I own two niche directories and I have never understood the restriction of submitting only the homepage. From day one, site owners could submit up to three entries as long as they appeared in three different categories and each submission had a different description. My TOS has something about qualifying for participation in a particular category requiring several pages on that topic and preferably the topic being submitted to is a part of their main navigational menu. I do make exceptions on my craft directory for a site to promote an exceptional product or free project or pattern. (One of my most popular listings is from a travel site about Ireland that has a single craft project to make a travel pouch for stationary.) I'm finding that I have to invite people to submit their sites to additional categories or I add second and third listings on my own. From the beginning I had decided that I wanted to create sites that were resources more so than directories. The last time I looked, I think it was less than 10% of the traffic were submitters on my craft directory and my pet directory might be even lower. I have never had someone try to submit every page. Maybe it's just my niches, but most of my site owners would never classify themselves as professional webmasters - maybe that is a large part why I am seeing such different results.

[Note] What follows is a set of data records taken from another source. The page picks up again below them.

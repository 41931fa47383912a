//! Introspection types
//!
//! `__schema` and `__type` are ordinary fields on the query root whose
//! resolvers read the schema through the execution context, so an
//! introspection query runs through the same strategies, error handling and
//! complexity accounting as any other query. `__Type` values are small JSON
//! objects (`kind`, `name`, `ofType`); everything else about a type is looked
//! up by name when selected.

use serde_json::{Map, Value, json};

use super::{
    ArgumentDef, EnumType, FieldDef, ObjectType, Schema, TypeDef, TypeRef,
};
use crate::core::context::ExecutionContext;

pub(super) fn meta_fields() -> Vec<FieldDef> {
    vec![
        FieldDef::new("__schema", TypeRef::named_non_null("__Schema"))
            .with_description("Access the current type schema of this server")
            .with_resolver(|_, _, _| Ok(json!({}))),
        FieldDef::new("__type", TypeRef::named("__Type"))
            .with_description("Request the type information of a single type")
            .with_argument(ArgumentDef::new("name", TypeRef::named_non_null("String")))
            .with_resolver(|_, args, ctx| {
                let schema = ctx.schema();
                Ok(args
                    .get("name")
                    .and_then(Value::as_str)
                    .and_then(|name| schema.get_type(name))
                    .map(named_type_json)
                    .unwrap_or(Value::Null))
            }),
    ]
}

pub(super) fn introspection_types() -> Vec<TypeDef> {
    vec![
        schema_type().into(),
        type_type().into(),
        ObjectType::new("__Field")
            .with_field(FieldDef::new("name", TypeRef::named_non_null("String")))
            .with_field(FieldDef::new("description", TypeRef::named("String")))
            .with_field(FieldDef::new("args", list_of("__InputValue")))
            .with_field(FieldDef::new("type", TypeRef::named_non_null("__Type")))
            .with_field(FieldDef::new("isDeprecated", TypeRef::named_non_null("Boolean")))
            .with_field(FieldDef::new("deprecationReason", TypeRef::named("String")))
            .into(),
        ObjectType::new("__InputValue")
            .with_field(FieldDef::new("name", TypeRef::named_non_null("String")))
            .with_field(FieldDef::new("description", TypeRef::named("String")))
            .with_field(FieldDef::new("type", TypeRef::named_non_null("__Type")))
            .with_field(FieldDef::new("defaultValue", TypeRef::named("String")))
            .into(),
        ObjectType::new("__EnumValue")
            .with_field(FieldDef::new("name", TypeRef::named_non_null("String")))
            .with_field(FieldDef::new("description", TypeRef::named("String")))
            .with_field(FieldDef::new("isDeprecated", TypeRef::named_non_null("Boolean")))
            .with_field(FieldDef::new("deprecationReason", TypeRef::named("String")))
            .into(),
        ObjectType::new("__Directive")
            .with_field(FieldDef::new("name", TypeRef::named_non_null("String")))
            .with_field(FieldDef::new("description", TypeRef::named("String")))
            .with_field(FieldDef::new("locations", list_of("__DirectiveLocation")))
            .with_field(FieldDef::new("args", list_of("__InputValue")))
            .with_field(FieldDef::new("isRepeatable", TypeRef::named_non_null("Boolean")))
            .into(),
        ["SCALAR", "OBJECT", "INTERFACE", "UNION", "ENUM", "INPUT_OBJECT", "LIST", "NON_NULL"]
            .into_iter()
            .fold(EnumType::new("__TypeKind"), EnumType::with_value)
            .into(),
        [
            "QUERY",
            "MUTATION",
            "SUBSCRIPTION",
            "FIELD",
            "FRAGMENT_DEFINITION",
            "FRAGMENT_SPREAD",
            "INLINE_FRAGMENT",
        ]
        .into_iter()
        .fold(EnumType::new("__DirectiveLocation"), EnumType::with_value)
        .into(),
    ]
}

/// `[name!]!`
fn list_of(name: &str) -> TypeRef {
    TypeRef::non_null(TypeRef::list(TypeRef::named_non_null(name)))
}

/// `[name!]`
fn nullable_list_of(name: &str) -> TypeRef {
    TypeRef::list(TypeRef::named_non_null(name))
}

fn schema_type() -> ObjectType {
    ObjectType::new("__Schema")
        .with_field(
            FieldDef::new("description", TypeRef::named("String")).with_resolver(|_, _, _| Ok(Value::Null)),
        )
        .with_field(FieldDef::new("types", list_of("__Type")).with_resolver(|_, _, ctx| {
            Ok(Value::Array(ctx.schema().types().map(named_type_json).collect()))
        }))
        .with_field(
            FieldDef::new("queryType", TypeRef::named_non_null("__Type")).with_resolver(|_, _, ctx| {
                let schema = ctx.schema();
                Ok(type_json_by_name(schema, schema.query_type_name()))
            }),
        )
        .with_field(FieldDef::new("mutationType", TypeRef::named("__Type")).with_resolver(
            |_, _, ctx| {
                let schema = ctx.schema();
                Ok(schema
                    .mutation_type_name()
                    .map(|name| type_json_by_name(schema, name))
                    .unwrap_or(Value::Null))
            },
        ))
        .with_field(
            FieldDef::new("subscriptionType", TypeRef::named("__Type"))
                .with_resolver(|_, _, _| Ok(Value::Null)),
        )
        .with_field(
            FieldDef::new("directives", list_of("__Directive"))
                .with_resolver(|_, _, ctx| Ok(directives_json(ctx.schema()))),
        )
}

fn include_deprecated_arg() -> ArgumentDef {
    ArgumentDef::new("includeDeprecated", TypeRef::named("Boolean")).with_default(json!(false))
}

fn include_deprecated(args: &Map<String, Value>) -> bool {
    args.get("includeDeprecated")
        .and_then(Value::as_bool)
        .unwrap_or(false)
}

/// Named type described by a `__Type` parent value; `None` for wrappers
fn described_type<'s>(ctx: &'s dyn ExecutionContext, parent: &Value) -> Option<&'s TypeDef> {
    let name = parent.get("name").and_then(Value::as_str)?;
    ctx.schema().get_type(name)
}

fn type_type() -> ObjectType {
    ObjectType::new("__Type")
        .with_field(FieldDef::new("kind", TypeRef::named_non_null("__TypeKind")))
        .with_field(FieldDef::new("name", TypeRef::named("String")))
        .with_field(
            FieldDef::new("description", TypeRef::named("String")).with_resolver(|parent, _, ctx| {
                Ok(described_type(ctx, parent)
                    .and_then(TypeDef::description)
                    .map(Value::from)
                    .unwrap_or(Value::Null))
            }),
        )
        .with_field(
            FieldDef::new("fields", nullable_list_of("__Field"))
                .with_argument(include_deprecated_arg())
                .with_resolver(|parent, args, ctx| {
                    let schema = ctx.schema();
                    let Some(fields) = described_type(ctx, parent).and_then(TypeDef::fields) else {
                        return Ok(Value::Null);
                    };
                    let include_deprecated = include_deprecated(args);
                    Ok(Value::Array(
                        fields
                            .values()
                            .filter(|f| !f.name.starts_with("__"))
                            .filter(|f| include_deprecated || f.deprecation_reason.is_none())
                            .map(|f| field_json(schema, f))
                            .collect(),
                    ))
                }),
        )
        .with_field(
            FieldDef::new("interfaces", nullable_list_of("__Type")).with_resolver(|parent, _, ctx| {
                let schema = ctx.schema();
                Ok(match described_type(ctx, parent) {
                    Some(TypeDef::Object(object)) => Value::Array(
                        object
                            .interfaces
                            .iter()
                            .map(|name| type_json_by_name(schema, name))
                            .collect(),
                    ),
                    Some(TypeDef::Interface(_)) => Value::Array(Vec::new()),
                    _ => Value::Null,
                })
            }),
        )
        .with_field(
            FieldDef::new("possibleTypes", nullable_list_of("__Type")).with_resolver(
                |parent, _, ctx| {
                    let schema = ctx.schema();
                    Ok(match described_type(ctx, parent) {
                        Some(ty) if ty.is_abstract() => Value::Array(
                            schema
                                .possible_types(ty.name())
                                .into_iter()
                                .map(|object| type_json_by_name(schema, &object.name))
                                .collect(),
                        ),
                        _ => Value::Null,
                    })
                },
            ),
        )
        .with_field(
            FieldDef::new("enumValues", nullable_list_of("__EnumValue"))
                .with_argument(include_deprecated_arg())
                .with_resolver(|parent, args, ctx| {
                    let Some(TypeDef::Enum(enum_type)) = described_type(ctx, parent) else {
                        return Ok(Value::Null);
                    };
                    let include_deprecated = include_deprecated(args);
                    Ok(Value::Array(
                        enum_type
                            .values
                            .iter()
                            .filter(|v| include_deprecated || v.deprecation_reason.is_none())
                            .map(|v| {
                                json!({
                                    "name": v.name,
                                    "description": v.description,
                                    "isDeprecated": v.deprecation_reason.is_some(),
                                    "deprecationReason": v.deprecation_reason,
                                })
                            })
                            .collect(),
                    ))
                }),
        )
        .with_field(
            FieldDef::new("inputFields", nullable_list_of("__InputValue")).with_resolver(
                |parent, _, ctx| {
                    let schema = ctx.schema();
                    Ok(match described_type(ctx, parent) {
                        Some(TypeDef::InputObject(input)) => Value::Array(
                            input
                                .fields
                                .values()
                                .map(|f| input_value_json(schema, f))
                                .collect(),
                        ),
                        _ => Value::Null,
                    })
                },
            ),
        )
        .with_field(FieldDef::new("ofType", TypeRef::named("__Type")))
}

fn named_type_json(ty: &TypeDef) -> Value {
    json!({ "kind": ty.kind().as_str(), "name": ty.name() })
}

fn type_json_by_name(schema: &Schema, name: &str) -> Value {
    schema
        .get_type(name)
        .map(named_type_json)
        .unwrap_or(Value::Null)
}

fn type_ref_json(schema: &Schema, ty: &TypeRef) -> Value {
    match ty {
        TypeRef::Named(name) => type_json_by_name(schema, name),
        TypeRef::List(inner) => {
            json!({ "kind": "LIST", "name": null, "ofType": type_ref_json(schema, inner) })
        }
        TypeRef::NonNull(inner) => {
            json!({ "kind": "NON_NULL", "name": null, "ofType": type_ref_json(schema, inner) })
        }
    }
}

fn field_json(schema: &Schema, field: &FieldDef) -> Value {
    json!({
        "name": field.name,
        "description": field.description,
        "args": field
            .arguments
            .iter()
            .map(|arg| input_value_json(schema, arg))
            .collect::<Vec<_>>(),
        "type": type_ref_json(schema, &field.ty),
        "isDeprecated": field.deprecation_reason.is_some(),
        "deprecationReason": field.deprecation_reason,
    })
}

fn input_value_json(schema: &Schema, arg: &ArgumentDef) -> Value {
    json!({
        "name": arg.name,
        "description": arg.description,
        "type": type_ref_json(schema, &arg.ty),
        "defaultValue": arg
            .default_value
            .as_ref()
            .map(|value| graphql_literal(schema, Some(&arg.ty), value)),
    })
}

/// Render a JSON value as a GraphQL input literal
/// Render a default value as a GraphQL literal; enum values are unquoted
fn graphql_literal(schema: &Schema, ty: Option<&TypeRef>, value: &Value) -> String {
    let named = match ty {
        Some(TypeRef::NonNull(inner)) => return graphql_literal(schema, Some(inner.as_ref()), value),
        Some(TypeRef::Named(name)) => schema.get_type(name),
        _ => None,
    };
    match value {
        Value::String(s) if matches!(named, Some(TypeDef::Enum(_))) => s.clone(),
        Value::Array(items) => {
            let inner = match ty {
                Some(TypeRef::List(inner)) => Some(inner.as_ref()),
                _ => None,
            };
            let items: Vec<String> = items
                .iter()
                .map(|item| graphql_literal(schema, inner, item))
                .collect();
            format!("[{}]", items.join(", "))
        }
        Value::Object(fields) => {
            let input = match named {
                Some(TypeDef::InputObject(input)) => Some(input),
                _ => None,
            };
            let fields: Vec<String> = fields
                .iter()
                .map(|(key, value)| {
                    let field_ty = input.and_then(|t| t.fields.get(key)).map(|f| &f.ty);
                    format!("{}: {}", key, graphql_literal(schema, field_ty, value))
                })
                .collect();
            format!("{{{}}}", fields.join(", "))
        }
        other => other.to_string(),
    }
}

fn directives_json(schema: &Schema) -> Value {
    let condition = ArgumentDef::new("if", TypeRef::named_non_null("Boolean"));
    let locations = ["FIELD", "FRAGMENT_SPREAD", "INLINE_FRAGMENT"];
    json!([
        {
            "name": "include",
            "description": "Directs the executor to include this field or fragment only when the `if` argument is true",
            "locations": locations,
            "args": [input_value_json(schema, &condition)],
            "isRepeatable": false,
        },
        {
            "name": "skip",
            "description": "Directs the executor to skip this field or fragment when the `if` argument is true",
            "locations": locations,
            "args": [input_value_json(schema, &condition)],
            "isRepeatable": false,
        }
    ])
}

Agreed. I think most directory scripts have an option to prevent multiple listings from the same URL. Unless I was using a directory with extra link fields I would only add on page per directory. Link Building is obtaining links and making them look natural. No idea how having thousands of links to your homepage looks natural.
There are thousands of deep link directories out there. I've found over the years that more and more directories are allowing them. You just have to know where to look.
Sometimes those interior pages of a site are better than the index page. I will typically allow only one listing per domain though.
Also totally unrelated, but why is it that it seems like 90% of directories look and function like they were created in 1995 by a giraffe?